2.2 Multi-task learnning

Multi-task Learning aims to leverage useful information contained in related learning tasks to improve the model performance, and it is widely used in computer vision [28, 29]. Abdulnabi et al. [1] proposed a multi-task CNN for attribute prediction, in which multiple CNNs tasks are used for learning image segments features, to unitise useful information a common layer is designed for determining the spatial correlation between image features. In spite of multi-task CNN, Chen et al. [6] proposed multi-task RNNs frameworks to exploit the correlations between sub-tasks by jointly learning EEG signals for intention recognition tasks.

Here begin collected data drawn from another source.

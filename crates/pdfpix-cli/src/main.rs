//! CLI application: extract the images of a PDF and browse them.

mod viewer;

use std::path::PathBuf;

use anyhow::anyhow;
use clap::Parser;
use console::style;
use indicatif::{ProgressBar, ProgressStyle};
use tracing::{Level, debug};
use tracing_subscriber::FmtSubscriber;

use pdfpix_core::config::{RunConfig, ViewerConfig};
use pdfpix_core::error::ConfigError;
use pdfpix_core::extract::Progress;
use pdfpix_core::startup::prepare_images;

const USAGE: &str = "Usage: pdfpix <path-to-pdf-file> [-b]";

/// Extract the images embedded in a PDF and show them in a viewer
#[derive(Parser)]
#[command(name = "pdfpix")]
#[command(author, version, about, long_about = None)]
struct Cli {
    /// PDF file to extract images from
    pdf: Option<PathBuf>,

    /// Reuse images already in the 'images' folder instead of extracting
    #[arg(short = 'b', long)]
    buffered: bool,

    /// Enable verbose output
    #[arg(short, long, action = clap::ArgAction::Count)]
    verbose: u8,
}

fn main() -> anyhow::Result<()> {
    let cli = Cli::parse();

    let level = match cli.verbose {
        0 => Level::WARN,
        1 => Level::INFO,
        2 => Level::DEBUG,
        _ => Level::TRACE,
    };

    let subscriber = FmtSubscriber::builder()
        .with_max_level(level)
        .with_target(false)
        .with_writer(std::io::stderr)
        .finish();

    tracing::subscriber::set_global_default(subscriber)?;

    let config = RunConfig::new(cli.pdf, cli.buffered).map_err(|e| match e {
        ConfigError::MissingPdf => anyhow!("{e}\n{USAGE}"),
        other => anyhow::Error::new(other),
    })?;

    if config.buffered {
        println!(
            "{} Using buffered images from '{}' folder",
            style("ℹ").blue(),
            config.image_dir.display()
        );
    }

    let pb = ProgressBar::hidden();
    pb.set_style(
        ProgressStyle::default_bar()
            .template("{spinner:.green} [{elapsed_precise}] [{bar:40.cyan/blue}] {pos}/{len} pages {msg}")?
            .progress_chars("=>-"),
    );

    let prepared = prepare_images(&config, |event| match event {
        Progress::Started { pages } => {
            pb.set_length(u64::from(pages));
            pb.set_draw_target(indicatif::ProgressDrawTarget::stderr());
        }
        Progress::PageDone { page, images } => {
            pb.set_message(format!("(page {page}: {images} images)"));
            pb.inc(1);
        }
    });
    pb.finish_and_clear();
    let prepared = prepared?;

    if let Some(summary) = &prepared.extraction {
        println!(
            "{} Extracted {} images from {} pages",
            style("✓").green(),
            summary.files.len(),
            summary.pages
        );
    }
    debug!("Viewer will show {} images", prepared.images.len());

    viewer::run(prepared.images, ViewerConfig::default())
        .map_err(|e| anyhow!("viewer failed: {e}"))
}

For multivariate time-series data analysis, Chen et al. [5] proposed a multi-task learning method to capture the temporal correlations embedded in learning tasks. The core design of multi-task analytics frameworks is to capture the intrinsic relationships between different learning tasks, and utilise the common features significant for performance improvement, Zhou et al. [30]. Harutyunyan et al. [10] extend the success of the heterogeneous model for time series learning. However, the performance of these models is impacted by over-parameterisation.

2.3 Sequence modeling

Despite recurrent neural networks(RNNs), many none-time series models are used in sequence modelling problem by adopting recurrent architecture, recently. Gehring et al. [8] using convolution neural network with attention mechanisms, achieved a competitive result in sequence mining task. Extending the basic encoder-decoder architecture and attention mechanism Rocktäschel et al. [22] and Verga et al. [25] proposed a multi-head self-attention mechanism, and it demonstrated satisfactory performance in NLP tasks. In this paper, we apply and incorporate attention-based techniques in our proposed memory fusion network to effectively learn particular features across tasks.

3 Proposed method

In this section, we present the details of our novel framework based on multi-task deep RNNs with the attention mechanism to predict one of the commonly used illness servility scores, i.e., Sequential Organ Failure Assessment (SOFA) score, in ICU. Firstly, data prepossessing detail, including the cohort selection, data extraction, data cleansing, and feature extraction, is discussed. Secondly, The architecture detail of the proposed phased multi-task model is reviewed, showing the model is not only able to learn distinctive features from different human organ systems in time-series EHRs but also can exploit the temporal correlations between organ systems. Finally, we demonstrate how the Memory Fusion Network, which focuses on recognizing selectively features, is embedded in the proposed multi-task model to capture descriptive representations for result improvement.

3.1 Data preprocessing

We adopted the MIMIC-III V1.3 [12], which contains 53,423 de-identified adult patients from Beth Israel Deaconess Medical Center from 2001 to 2012 in this work. Following the convention, we exclude all patients who are younger than 16 (age < 16) and stay in ICU less than 24 hours. In this work, we consider each ICU stay as an independent data observation in our benchmark dataset, which eventually has 45,321 records. Figure 2 illustrates the detail data distribution regarding gender and age-groups.

Figure 2
figure 2

Age distribution in the selected cohort

To collect multi-variate physiological features, we have extracted 41 features, as shown in Table 1, with respect to different human organ systems from multiple tables in MIMIC III. More details of the extracted feature sets can be found in the supplementary material. The values of each feature within a time window will be averaged as the new value in that time slot. We have also considered three different time-window different lengths, including 1-hour, 3-hour, and 6-hour. For each stay record, all extracted features will be converted into a matrix with a variable number of rows as Figure 4 illustrated. D is the number of features, while n is the number of ICU stay records. We use ti to denote the max length in time for the i-th data sample, i = 1,⋯ ,n. In this way, the data samples can be represented by \( {X}=\left \{ {x}_{1}, {x}_{2},\cdots , {x}_{n}\right \}\), \( {x}_{i} \in R^{t_{i} \times D}\) (Figure 3). As pointed out in [21], extracted data are in a low quality due to missing values, irregular sampling, the outlier, etc. We have borrowed the same procedures in [21] to improve the data quality. For missing values of the d-th variable at t, we adopted the forward-fill imputation strategy in [16] as follows:

  • If there is at least one valid observation at time t, where t < t, then \(x_{t,d}:=x_{t^{\prime },d}\).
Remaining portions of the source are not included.